According to the IPCC, in order to keep the temperature rise to below 2°C relative to pre-industrial levels, the atmospheric concentration of all greenhouse gases (GHGs) should remain below 450 ppm (parts per million) CO2-equivalent. Today, the world has well surpassed the 400 ppm limit, raising concerns over the window of opportunity to avoid a deeper crisis. Yet, from the beginning, expectations of the 27th Conference of Parties (COP-27) of the United Framework Convention on Climate Change (UNFCCC) on raising ambition on mitigation were low. 1Mitigation refers to measures to reduce greenhouse gas (GHG) emissions that are released into the atmosphere through various human activities (primarily fossil fuel consumption) and to enhance carbon sinks such as forests which is also a form of mitigation as forests absorb more carbon that they release into the atmosphere.

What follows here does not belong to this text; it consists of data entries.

//! Shared context for the controllers.
//!
//! The Context struct holds shared state that is passed to the reconcilers,
//! including the Kubernetes client and event recorder.

use std::sync::Arc;

use kube::runtime::events::{Event, EventType, Recorder, Reporter};
use kube::{Client, Resource};

use crate::health::HealthState;

/// Field manager name for the operator
pub const FIELD_MANAGER: &str = "freeze-operator";

/// Shared context for the controllers
#[derive(Clone)]
pub struct Context {
    /// Kubernetes client
    pub client: Client,
    /// Event reporter identity
    reporter: Reporter,
    /// Optional health state for metrics and readiness
    pub health_state: Option<Arc<HealthState>>,
}

impl Context {
    /// Create a new context
    pub fn new(client: Client, health_state: Option<Arc<HealthState>>) -> Self {
        Self {
            client,
            reporter: Reporter {
                controller: FIELD_MANAGER.into(),
                instance: std::env::var("POD_NAME").ok(),
            },
            health_state,
        }
    }

    /// Create an event recorder for publishing Kubernetes events
    fn recorder(&self) -> Recorder {
        Recorder::new(self.client.clone(), self.reporter.clone())
    }

    /// Publish a normal event for a policy resource
    pub async fn publish_normal_event<K>(
        &self,
        resource: &K,
        reason: &str,
        action: &str,
        note: Option<String>,
    ) where
        K: Resource<DynamicType = ()>,
    {
        self.publish(resource, EventType::Normal, reason, action, note)
            .await;
    }

    /// Publish a warning event for a policy resource
    pub async fn publish_warning_event<K>(
        &self,
        resource: &K,
        reason: &str,
        action: &str,
        note: Option<String>,
    ) where
        K: Resource<DynamicType = ()>,
    {
        self.publish(resource, EventType::Warning, reason, action, note)
            .await;
    }

    async fn publish<K>(
        &self,
        resource: &K,
        type_: EventType,
        reason: &str,
        action: &str,
        note: Option<String>,
    ) where
        K: Resource<DynamicType = ()>,
    {
        let recorder = self.recorder();
        let object_ref = resource.object_ref(&());
        if let Err(e) = recorder
            .publish(
                &Event {
                    type_,
                    reason: reason.into(),
                    note,
                    action: action.into(),
                    secondary: None,
                },
                &object_ref,
            )
            .await
        {
            tracing::warn!(reason = %reason, error = %e, "Failed to publish event");
        }
    }
}
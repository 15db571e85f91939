//! Spec fragments shared by all policy kinds.
//!
//! Every policy carries the same targeting triple (namespace selector,
//! object selector, kinds), deny/allow action sets, and user-facing message
//! data; only the "when" predicate differs per kind.

use chrono::{DateTime, Utc};
use k8s_openapi::apimachinery::pkg::apis::meta::v1::LabelSelector;
use schemars::JsonSchema;
use serde::{Deserialize, Serialize};

/// An operation category that policies can deny and exceptions can allow.
///
/// UPDATE requests are mapped into the more specific ROLL_OUT / SCALE by the
/// update classifier before evaluation.
#[derive(Clone, Copy, Debug, Eq, PartialEq, Hash, Deserialize, Serialize, JsonSchema)]
pub enum Action {
    #[serde(rename = "CREATE")]
    Create,
    #[serde(rename = "DELETE")]
    Delete,
    #[serde(rename = "ROLL_OUT")]
    RollOut,
    #[serde(rename = "SCALE")]
    Scale,
}

impl std::fmt::Display for Action {
    fn fmt(&self, f: &mut std::fmt::Formatter<'_>) -> std::fmt::Result {
        match self {
            Action::Create => write!(f, "CREATE"),
            Action::Delete => write!(f, "DELETE"),
            Action::RollOut => write!(f, "ROLL_OUT"),
            Action::Scale => write!(f, "SCALE"),
        }
    }
}

/// Workload kinds that policies can target.
#[derive(Clone, Copy, Debug, Eq, PartialEq, Hash, Deserialize, Serialize, JsonSchema)]
pub enum TargetKind {
    Deployment,
    StatefulSet,
    DaemonSet,
    CronJob,
}

impl std::fmt::Display for TargetKind {
    fn fmt(&self, f: &mut std::fmt::Formatter<'_>) -> std::fmt::Result {
        match self {
            TargetKind::Deployment => write!(f, "Deployment"),
            TargetKind::StatefulSet => write!(f, "StatefulSet"),
            TargetKind::DaemonSet => write!(f, "DaemonSet"),
            TargetKind::CronJob => write!(f, "CronJob"),
        }
    }
}

/// Selects the namespaces, objects, and kinds a policy applies to.
///
/// All three parts are ANDed; an absent selector matches everything.
#[derive(Clone, Debug, Default, Deserialize, Serialize, JsonSchema)]
#[serde(rename_all = "camelCase")]
pub struct TargetSpec {
    /// Selects target namespaces by labels.
    #[serde(default, skip_serializing_if = "Option::is_none")]
    pub namespace_selector: Option<LabelSelector>,

    /// Selects target objects by labels.
    #[serde(default, skip_serializing_if = "Option::is_none")]
    pub object_selector: Option<LabelSelector>,

    /// Workload kinds the policy applies to (at least one).
    pub kinds: Vec<TargetKind>,
}

/// Deny rules for a policy.
#[derive(Clone, Debug, Default, Deserialize, Serialize, JsonSchema)]
#[serde(rename_all = "camelCase")]
pub struct PolicyRulesSpec {
    /// Actions denied while the policy is enforcing (at least one).
    pub deny: Vec<Action>,
}

/// User-facing denial message data.
#[derive(Clone, Debug, Default, Deserialize, Serialize, JsonSchema)]
#[serde(rename_all = "camelCase")]
pub struct MessageSpec {
    /// Short human-readable description shown on denials.
    #[serde(default)]
    pub reason: String,

    /// Link to documentation.
    #[serde(default, rename = "docsURL")]
    pub docs_url: String,

    /// Contact point (team, oncall, etc.).
    #[serde(default)]
    pub contact: String,
}

/// Optional side-effects a policy can opt into.
#[derive(Clone, Debug, Default, Deserialize, Serialize, JsonSchema)]
#[serde(rename_all = "camelCase")]
pub struct PolicyBehaviorSpec {
    /// Suspend matching CronJobs while the policy is enforcing.
    #[serde(default)]
    pub suspend_cron_jobs: bool,
}

/// An evaluated maintenance window interval, reported on status.
#[derive(Clone, Debug, Default, Deserialize, Serialize, JsonSchema)]
#[serde(rename_all = "camelCase")]
pub struct WindowStatus {
    /// Name of the window.
    #[serde(default)]
    pub name: String,

    /// Start of the interval.
    #[serde(default, skip_serializing_if = "Option::is_none")]
    pub start_time: Option<DateTime<Utc>>,

    /// End of the interval.
    #[serde(default, skip_serializing_if = "Option::is_none")]
    pub end_time: Option<DateTime<Utc>>,
}

/// Condition describes one aspect of a policy's state; unique per type.
#[derive(Clone, Debug, Deserialize, Serialize, JsonSchema)]
#[serde(rename_all = "camelCase")]
pub struct Condition {
    /// Type of condition ("Ready", "Active").
    pub r#type: String,
    /// Status of the condition ("True", "False", "Unknown").
    pub status: String,
    /// Machine-readable reason for the condition's last transition.
    pub reason: String,
    /// Human-readable message indicating details about last transition.
    pub message: String,
    /// Last time the condition transitioned from one status to another.
    pub last_transition_time: String,
    /// The generation of the resource this condition was observed for.
    #[serde(skip_serializing_if = "Option::is_none")]
    pub observed_generation: Option<i64>,
}

impl Condition {
    /// Create a new condition stamped with the current time.
    pub fn new(
        condition_type: &str,
        status: bool,
        reason: &str,
        message: &str,
        generation: Option<i64>,
    ) -> Self {
        Self {
            r#type: condition_type.to_string(),
            status: if status {
                "True".to_string()
            } else {
                "False".to_string()
            },
            reason: reason.to_string(),
            message: message.to_string(),
            last_transition_time: jiff::Timestamp::now().to_string(),
            observed_generation: generation,
        }
    }

    /// Create a "Ready" condition.
    pub fn ready(ready: bool, reason: &str, message: &str, generation: Option<i64>) -> Self {
        Self::new("Ready", ready, reason, message, generation)
    }

    /// Create an "Active" condition.
    pub fn active(active: bool, reason: &str, message: &str, generation: Option<i64>) -> Self {
        Self::new("Active", active, reason, message, generation)
    }
}

/// Insert or replace a condition, keyed by type.
///
/// The transition timestamp is preserved when the status did not change, so
/// repeated reconciles with an unchanged outcome leave it stable.
pub fn upsert_condition(conditions: &mut Vec<Condition>, mut next: Condition) {
    if let Some(existing) = conditions.iter_mut().find(|c| c.r#type == next.r#type) {
        if existing.status == next.status {
            next.last_transition_time = existing.last_transition_time.clone();
        }
        *existing = next;
    } else {
        conditions.push(next);
    }
}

The COP-27 discussions occurred against the backdrop of multiple crises across the globe, energy, food, pandemic, economic, and geopolitical.
The COP-27 discussions occurred against the backdrop of multiple crises across the globe, energy, food, pandemic, economic, and geopolitical. The Russia-Ukraine war in particular deepened geopolitical fault lines and exacerbated mistrust, in addition to driving up energy prices. Looming large over COP-27 were concerns over whether these tensions could derail decarbonisation efforts, or if the deteriorating China-US relationship would dampen multilateral cooperation and overall climate ambitions.
While some countries and a large section of non-governmental organisations (NGOs) called for a global treaty to phase out fossil fuels at COP-27 and some for a phase-down of fossil fuels, neither of these made it into the Sharm el-Sheikh implementation plan (the COP-27 cover decision). 2The cover decision typically includes the main outcomes negotiated under the relevant agenda items at the COP and are often “used to capture the progress made in the negotiations and various events held adjacent to the negotiations.” Equity and climate justice in terms of mitigation efforts did not get much traction either, as efforts to dilute the Common but Differentiated Responsibilities and Respective Capabilities (CBDR-RC) continued on the part of industrialised countries. While the 2015 Paris Agreement to hold global warming below 1.5°C above the pre-industrial levels was not entirely sacrificed, the lack of meaningful progress on climate finance for developing countries, and a continued sustained emphasis on fossil fuels in the majority of industrialised countries and other major economies puts the 1.5°C ‘red line’ in jeopardy.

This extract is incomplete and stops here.